Oceanus objectives are to reveal Titan's organic chemistry, geology, gravity, topography, collect 3D reconnaissance data, catalog the organics and determine where they may interact with liquid water.

Titan has the basic ingredients for habitability: water, energy, and organic molecules. On a 4-year global exploration, Oceanus would characterize Titan's habitability globally, the photochemical synthesis of organics in the upper atmosphere, and determine places where they could potentially mix with liquid water.
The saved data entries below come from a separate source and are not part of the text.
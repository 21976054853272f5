//! scrumboard card command implementations.
//!
//! Card and task commands run against a [`BoardSession`] with the target
//! card open, then report the reconciled open card.

use serde::Serialize;

use super::{outcome_to_result, BoardContext, GlobalOptions};
use crate::engine::{Command, Outcome};
use crate::error::{Error, Result};
use crate::model::{Card, CardPatch, CardStatus};
use crate::output::{emit_success, HumanOutput};
use crate::view::BoardSession;

pub struct NewOptions {
    pub project: String,
    pub global: GlobalOptions,
}

pub struct CardOptions {
    pub project: String,
    pub card: String,
    pub global: GlobalOptions,
}

pub struct EditOptions {
    pub project: String,
    pub card: String,
    pub title: Option<String>,
    pub description: Option<String>,
    pub points: Option<u32>,
    pub clear_points: bool,
    pub status: Option<String>,
    pub tags: Vec<String>,
    pub clear_tags: bool,
    pub global: GlobalOptions,
}

/// Result of one board command
#[derive(Debug, Serialize)]
pub(super) struct BoardChange {
    pub project_id: String,
    pub changed: bool,
    #[serde(flatten)]
    pub outcome: Outcome,
    #[serde(skip_serializing_if = "Option::is_none")]
    pub created_id: Option<String>,
    /// Open card after reconciliation; absent once the card is gone
    pub card: Option<Card>,
}

/// Apply `command` to a project under its lock, with the command's card
/// open in a session.
pub(super) fn apply_board_command(
    global: &GlobalOptions,
    project: &str,
    command: Command,
) -> Result<BoardChange> {
    let ctx = BoardContext::load(global.data_dir.as_deref())?;
    let engine = ctx.engine();
    ctx.store.update(project, move |snapshot| {
        let mut session = BoardSession::new(snapshot.clone(), engine);
        if let Some(card_id) = command.card_id() {
            session.open(card_id);
        }
        let (outcome, created_id) = session.apply_returning_id(&command);
        let changed = outcome_to_result(&outcome)?;
        let (next, card) = session.into_parts();
        *snapshot = next;
        Ok(BoardChange {
            project_id: snapshot.id.clone(),
            changed,
            outcome,
            created_id,
            card,
        })
    })
}

pub fn run_new(options: NewOptions) -> Result<()> {
    let change = apply_board_command(&options.global, &options.project, Command::CreateBacklogCard)?;
    let human = change_human("Card created", &change);
    emit_success(options.global.output(), "card new", &change, Some(&human))
}

pub fn run_show(options: CardOptions) -> Result<()> {
    let ctx = BoardContext::load(options.global.data_dir.as_deref())?;
    let project = ctx.store.get(&options.project)?;
    let mut session = BoardSession::new(project, ctx.engine());
    if !session.open(&options.card) {
        return Err(Error::CardNotFound(options.card));
    }
    let card = session
        .open_card()
        .ok_or_else(|| Error::CardNotFound(options.card.clone()))?;
    let mut human = HumanOutput::new(format!("Card {}", card.id));
    push_card(&mut human, card);
    emit_success(options.global.output(), "card show", card, Some(&human))
}

pub fn run_edit(options: EditOptions) -> Result<()> {
    let status = options
        .status
        .as_deref()
        .map(str::parse::<CardStatus>)
        .transpose()?;
    let story_points = if options.clear_points {
        Some(None)
    } else {
        options.points.map(Some)
    };
    let tags = if options.clear_tags {
        Some(Vec::new())
    } else if options.tags.is_empty() {
        None
    } else {
        Some(options.tags)
    };
    let patch = CardPatch {
        title: options.title,
        description: options.description,
        story_points,
        status,
        tags,
    };
    if patch.is_empty() {
        return Err(Error::InvalidArgument(
            "nothing to edit: pass at least one field flag".to_string(),
        ));
    }

    let command = Command::UpdateCardFields {
        card_id: options.card,
        patch,
    };
    let change = apply_board_command(&options.global, &options.project, command)?;
    let header = if change.changed {
        "Card updated"
    } else {
        "No card changes"
    };
    let human = change_human(header, &change);
    emit_success(options.global.output(), "card edit", &change, Some(&human))
}

pub fn run_rm(options: CardOptions) -> Result<()> {
    let command = Command::DeleteCard {
        card_id: options.card,
    };
    let change = apply_board_command(&options.global, &options.project, command)?;
    let human = change_human("Card deleted", &change);
    emit_success(options.global.output(), "card rm", &change, Some(&human))
}

pub(super) fn change_human(header: &str, change: &BoardChange) -> HumanOutput {
    let mut human = HumanOutput::new(header);
    human.push_summary("Project", change.project_id.clone());
    if let Some(id) = &change.created_id {
        human.push_summary("Created", id.clone());
    }
    match &change.card {
        Some(card) => push_card(&mut human, card),
        None => human.push_detail("no card open"),
    }
    human
}

fn push_card(human: &mut HumanOutput, card: &Card) {
    human.push_summary("Card", card.id.clone());
    human.push_summary("Title", card.title.clone());
    human.push_summary("Status", card.status.to_string());
    if let Some(points) = card.story_points {
        human.push_summary("Points", points.to_string());
    }
    if !card.tags.is_empty() {
        human.push_summary("Tags", card.tags.join(", "));
    }
    if !card.description.is_empty() {
        human.push_summary("Description", card.description.clone());
    }
    for task in &card.tasks {
        let mut line = format!(
            "[{}] {} {}",
            if task.completed { "x" } else { " " },
            task.id,
            task.content
        );
        if !task.assignees.is_empty() {
            let names: Vec<String> = task.assignees.iter().map(|name| format!("@{name}")).collect();
            line.push_str(&format!(" ({})", names.join(", ")));
        }
        human.push_detail(line);
    }
}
== Proposed development ==
The mission would be managed by NASA/JPL. JPL would also build parts of the radar and camera, and provide a mass spectrometer. The spacecraft would be developed by Lockheed Martin and derived from their proven central core cylinder designs. This configuration has been successfully applied on Mars Reconnaissance Orbiter, Juno, MAVEN, and OSIRIS-REx. The spacecraft would use Ultraflex solar arrays made by Orbital ATK. The Italian Space Agency (ASI) and its contractor Thales would supply the digital portion of the radar altimeter and parts of the telecommunications system.
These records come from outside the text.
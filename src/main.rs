//! scrumboard CLI
//!
//! Project boards built from drafted whiteboard photos: backlog and sprint
//! cards, checklists, assignees and progress statistics.

use clap::Parser;
use scrumboard::cli::Cli;
use scrumboard::output::{emit_error, infer_command_name_from_args};
use tracing_subscriber::{fmt, prelude::*, EnvFilter};

fn main() {
    // Tracing is opt-in via RUST_LOG.
    // Keep startup robust in scripted envs: ignore invalid/huge filters.
    let filter = std::env::var("RUST_LOG")
        .ok()
        .and_then(|raw| {
            let raw = raw.trim();
            if raw.is_empty() || raw.len() > 4096 {
                return None;
            }
            EnvFilter::try_new(raw).ok()
        })
        .unwrap_or_else(|| EnvFilter::new("off"));

    tracing_subscriber::registry()
        .with(fmt::layer().with_writer(std::io::stderr))
        .with(filter)
        .init();

    let command = infer_command_name_from_args();
    let cli = Cli::parse();
    let json = cli.json;
    if let Err(err) = cli.run() {
        let _ = emit_error(&command, &err, json);
        std::process::exit(err.exit_code());
    }
}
On 20 November 2017, NASA selected two other proposals for additional concept studies: Comet Astrobiology Exploration Sample Return (CAESAR), and Dragonfly). Had Oceanus been selected, it would have launched in 2024.

== Science instruments ==
There are three science instruments on Oceanus plus radio science measurements:
1. T-Mass is a multistage quadrupole ion-trap mass spectrometer which would investigate organics in the Titan atmosphere.
2. T-Cam is an infrared camera that would see through the infrared windows in Titan's atmosphere to be able to image Titan surface despite the atmospheric haze.
3. T-Alt is a radar altimeter which would help to establish Titan's topography and, jointly with radio science observations, would allow accurate ocean measurements. T-Alt, jointly with T-Cam, will allow the scientists to assess how the organic material is transported on the surface and where are the possible locations where mixing between water and organics could take place.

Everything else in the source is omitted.